Integration kann — wenn sie nicht als eine Leerformel je nach politischer Zielsetzung mit unterschiedlichen Inhalten gefüllt werden soll — nur als Erwerb von Handlungsfähigkeit verstanden werden, mit deren Hilfe es dem ausländischen Jugendlichen möglich ist, eine Identität zu entwickeln, die seine gesamten Erfahrungen umfaßt.

Der ausländische Seiteneinsteiger kommt mit gewissen Fertigkeiten und Kenntnissen in die Bundesrepublik Deutschland; die Schwierigkeit besteht darin, dieser relativ heterogenen Gruppe ein jeweils spezifisches Angebot zu machen. Setzen hier die „Maßnahmen zur Berufsvorbereitung und sozialen Eingliederung" (MBSE) Qualitätsmaßstäbe, an der schulische Angebote zu messen sind?

III. Nagelprobe MBSE

Bei der Frage nach den Integrationsmöglichkeiten und -grenzen ist besonders das Angebot dieser Gesellschaft für die türkischen Seiteneinsteiger zu bewerten. Es gibt Intensivsprachkurse von in der Regel dreimonatiger Dauer; im Hauptschulbereich gibt es als Auffangbecken sogenannte Vorbereitungsklassen und im Berufsschulbereich das Berufsvorbereitungsjahr, in einigen Bundesländern in einer speziell für Seiten-und Späteinsteiger eingerichteten Variante. Im Mittelpunkt aber stehen die von der Arbeitsverwaltung angebotenen „Maßnahmen zur Berufsvorbereitung und sozialen Eingliederung junger Ausländer" (MBSE), die es seit 1980 mit einem bundesweiten Angebot von 15 000 Plätzen gibt. An der Finanzierung dieser Kurse sind die Bundesanstalt für Arbeit mit 75 % und Bund und Länder mit 25 % beteiligt.

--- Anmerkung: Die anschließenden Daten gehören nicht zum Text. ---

//! ORM adapter facade.
//!
//! This module provides the entry points an ORM calls: select, query,
//! count, insert, update and destroy. Each builds a backend request through
//! the query translator, issues exactly one backend call and shapes the
//! response through the record mapper.
//!
//! Collections share the index. Each one only sees its own documents: ids
//! are prefixed with the collection name and searches filter on `model`.

use std::sync::Arc;

use serde_json::Value;
use tracing::{debug, error, info, instrument};

use search_adapter_shared::{Criteria, DocumentId, Record, ID_FIELD};

use crate::config::AdapterConfig;
use crate::errors::{AdapterError, BackendError, ProvisioningError};
use crate::interfaces::{DocumentBackend, IndexAdministration};
use crate::opensearch::{
    build_count_body, build_search_request, build_upsert_body, document_id, map_count_response,
    map_get_response, map_search_response, MODEL_FIELD,
};
use crate::provisioner::IndexProvisioner;
use crate::types::SelectResult;

/// The adapter an ORM talks to.
///
/// Holds the injected backend and the configuration; no other state. Calls
/// are independent of each other and concurrent writes to the same id are
/// last-writer-wins on the backend.
pub struct SearchAdapter {
    backend: Arc<dyn DocumentBackend>,
    config: AdapterConfig,
}

impl SearchAdapter {
    /// Create an adapter over an already provisioned index.
    pub fn new(backend: Arc<dyn DocumentBackend>, config: AdapterConfig) -> Self {
        Self { backend, config }
    }

    /// Provision the index, then hand out the adapter.
    ///
    /// Document operations must not be issued before provisioning completes;
    /// going through this constructor makes that ordering explicit.
    pub async fn initialize<B>(
        backend: Arc<B>,
        config: AdapterConfig,
    ) -> Result<Self, ProvisioningError>
    where
        B: IndexAdministration + DocumentBackend + 'static,
    {
        let outcome = IndexProvisioner::new(backend.clone(), config.index.clone())
            .ensure_index()
            .await?;
        info!(index = %config.index.name, outcome = ?outcome, "Search adapter ready");

        Ok(Self::new(backend, config))
    }

    pub fn config(&self) -> &AdapterConfig {
        &self.config
    }

    /// Name of the index every collection lives in.
    pub fn index_name(&self) -> &str {
        &self.config.index.name
    }

    /// Fetch records.
    ///
    /// A `where.id` fetches that single document directly and ignores the
    /// rest of the criteria; anything else runs a search.
    ///
    /// # Returns
    ///
    /// * `Ok(SelectResult::One)` - The document addressed by `where.id`
    /// * `Ok(SelectResult::Many)` - The search hits, with `_score` when enabled
    /// * `Err(AdapterError)` - If the backend fails or answers malformed
    #[instrument(skip(self, criteria))]
    pub async fn select(
        &self,
        collection: &str,
        criteria: &Criteria,
    ) -> Result<SelectResult, AdapterError> {
        if let Some(id) = criteria.point_lookup() {
            let response = self
                .backend
                .get(self.index_name(), &document_id(collection, id))
                .await
                .map_err(|e| failed("select", collection, e))?;
            return map_get_response(response).map(without_model).map(SelectResult::One);
        }

        let request = build_search_request(self.index_name(), collection, criteria);
        debug!(body = %request.body, "Searching");

        let response = self
            .backend
            .search(&request.index, request.body)
            .await
            .map_err(|e| failed("select", collection, e))?;

        let records = map_search_response(&response, self.config.include_score)?;
        Ok(SelectResult::Many(records.into_iter().map(without_model).collect()))
    }

    /// Like `select`, but returns the backend response untouched.
    ///
    /// The response is still checked for the expected get/search structure.
    #[instrument(skip(self, criteria))]
    pub async fn query(
        &self,
        collection: &str,
        criteria: &Criteria,
    ) -> Result<Value, AdapterError> {
        if let Some(id) = criteria.point_lookup() {
            let response = self
                .backend
                .get(self.index_name(), &document_id(collection, id))
                .await
                .map_err(|e| failed("query", collection, e))?;
            map_get_response(response.clone())?;
            return Ok(response);
        }

        let request = build_search_request(self.index_name(), collection, criteria);
        let response = self
            .backend
            .search(&request.index, request.body)
            .await
            .map_err(|e| failed("query", collection, e))?;
        map_search_response(&response, false)?;

        Ok(response)
    }

    /// Count the documents matching the criteria.
    #[instrument(skip(self, criteria))]
    pub async fn count(&self, collection: &str, criteria: &Criteria) -> Result<u64, AdapterError> {
        let response = self
            .backend
            .count(self.index_name(), build_count_body(collection, criteria))
            .await
            .map_err(|e| failed("count", collection, e))?;

        map_count_response(&response)
    }

    /// Insert a record keyed by its `id`.
    ///
    /// This is an upsert: inserting an id that already exists overwrites the
    /// given fields instead of failing.
    #[instrument(skip(self, record))]
    pub async fn insert(&self, collection: &str, record: Record) -> Result<Record, AdapterError> {
        let id = record
            .id()
            .ok_or_else(|| AdapterError::validation("insert requires a record id"))?;

        self.upsert(collection, &id, &record)
            .await
            .map_err(|e| failed("insert", collection, e))?;

        Ok(record)
    }

    /// Update a single record by id.
    ///
    /// The id comes from the record, or from `where.id` when the record has
    /// none. Criteria-based multi-record updates are not supported.
    #[instrument(skip(self, criteria, record))]
    pub async fn update(
        &self,
        collection: &str,
        criteria: &Criteria,
        mut record: Record,
    ) -> Result<Vec<Record>, AdapterError> {
        let id = match record.id() {
            Some(id) => id,
            None => {
                let id = criteria.point_lookup().cloned().ok_or_else(|| {
                    AdapterError::validation("update requires a record id or where.id")
                })?;
                record.insert(ID_FIELD, id.to_value());
                id
            }
        };

        self.upsert(collection, &id, &record)
            .await
            .map_err(|e| failed("update", collection, e))?;

        Ok(vec![record])
    }

    /// Delete the single document addressed by `where.id`.
    ///
    /// # Returns
    ///
    /// * `Ok(vec![{id}])` - The id of the deleted document
    /// * `Err(AdapterError::ValidationError)` - If the criteria carry no id
    /// * `Err(AdapterError)` - If the backend fails, including not found
    #[instrument(skip(self, criteria))]
    pub async fn destroy(
        &self,
        collection: &str,
        criteria: &Criteria,
    ) -> Result<Vec<Record>, AdapterError> {
        let id = criteria
            .point_lookup()
            .ok_or_else(|| AdapterError::validation("destroy requires where.id"))?;

        self.backend
            .delete(self.index_name(), collection, &document_id(collection, id))
            .await
            .map_err(|e| failed("destroy", collection, e))?;

        Ok(vec![Record::with_id_only(id)])
    }

    async fn upsert(
        &self,
        collection: &str,
        id: &DocumentId,
        record: &Record,
    ) -> Result<Value, BackendError> {
        self.backend
            .update(
                self.index_name(),
                collection,
                &document_id(collection, id),
                build_upsert_body(collection, record),
            )
            .await
    }
}

/// Drop the collection tag the adapter stores alongside each record.
fn without_model(mut record: Record) -> Record {
    record.remove(MODEL_FIELD);
    record
}

fn failed(operation: &str, collection: &str, e: BackendError) -> AdapterError {
    error!(operation, collection, error = %e, "Backend call failed");
    e.into()
}
//! Index administration trait definition.

use async_trait::async_trait;
use serde_json::Value;

use crate::errors::BackendError;

/// Lifecycle operations on a search index.
///
/// Used once per adapter lifetime by the index provisioner.
#[async_trait]
pub trait IndexAdministration: Send + Sync {
    /// Check whether the index exists.
    async fn index_exists(&self, index: &str) -> Result<bool, BackendError>;

    /// Create the index with the given `{settings, mappings}` body.
    async fn create_index(&self, index: &str, body: Value) -> Result<(), BackendError>;

    /// Close the index. Document operations fail until it is reopened.
    async fn close_index(&self, index: &str) -> Result<(), BackendError>;

    /// Apply index settings (analysis) to a closed index.
    async fn put_settings(&self, index: &str, body: Value) -> Result<(), BackendError>;

    /// Apply the mapping of one document type.
    ///
    /// # Arguments
    ///
    /// * `index` - The index name
    /// * `type_name` - The configured type the mapping belongs to
    /// * `body` - The mapping definition
    async fn put_mapping(&self, index: &str, type_name: &str, body: Value)
        -> Result<(), BackendError>;

    /// Reopen a closed index.
    async fn open_index(&self, index: &str) -> Result<(), BackendError>;
}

Träger von MBSE-Kursen waren im Kursjahr 1980/81 Länder und Kommunen mit 21, 5 % der durchgeführten Maßnahmen, Organisationen der Wirtschaft und Einzelbetriebe zu 29, 6 %, das Jugendsozialwerk mit 8 %, das Christliche Jugenddorfwerk mit 1, 7 %, konfessionelle Zweckgemeinschaften mit 12, 2 % und „Sonstige" mit 26, 6 %. In der Rubrik „Sonstige" sind gewerkschaftseigene Träger enthalten; die Kommunen setzen häufig ihre Volkshochschulen als Träger ein.

Der MBSE-Kurs läuft als sogenannte Vollzeitmaßnahme über elf Monate mit insgesamt 1850 Unterrichtsstunden. Diese teilen sich auf in ungefähr 19 % Berufsschule, 27 % reinen Sprachunterricht und 54 % Berufsvorbereitung einschließlich fachpraktischem Anteil. Für jeweils ca. 45 Jugendliche stehen drei Ausbilder, zwei Lehrer sowie ein Sozialpädagoge, zur Verfügung. In dem entsprechenden Erlaß der Bundesanstalt für Arbeit steht als Zielset-zung, bei den ausländischen Jugendlichen „vorrangig die Möglichkeit der Aufnahme eines Ausbildungsverhältnisses sowie ihre gesellschaftliche Handlungsfähigkeit zu verbessern“ Von allen Verantwortlichen wurde aber von vornherein eingeräumt, daß die Teilnahme an den MBSE-Kursen auch für solche Jugendliche in Betracht kommen muß, die trotz Absolvierung des einjährigen Lehrgangs anschließend keine Berufsausbildung aufnehmen können.

Die Frage, ob zielgruppengerechte Lernangebote für die Gruppe der Seiteneinsteiger möglich sind, wird in der von eher praxisfernen Trägern und von Schulseite incl. Stellungnahme der Gewerkschaft Erziehung und Wissenschaft bestimmten Literatur über MBSE vorwiegend negativ beantwortet. Vor allem die hohen Praxisanteile werden kritisiert.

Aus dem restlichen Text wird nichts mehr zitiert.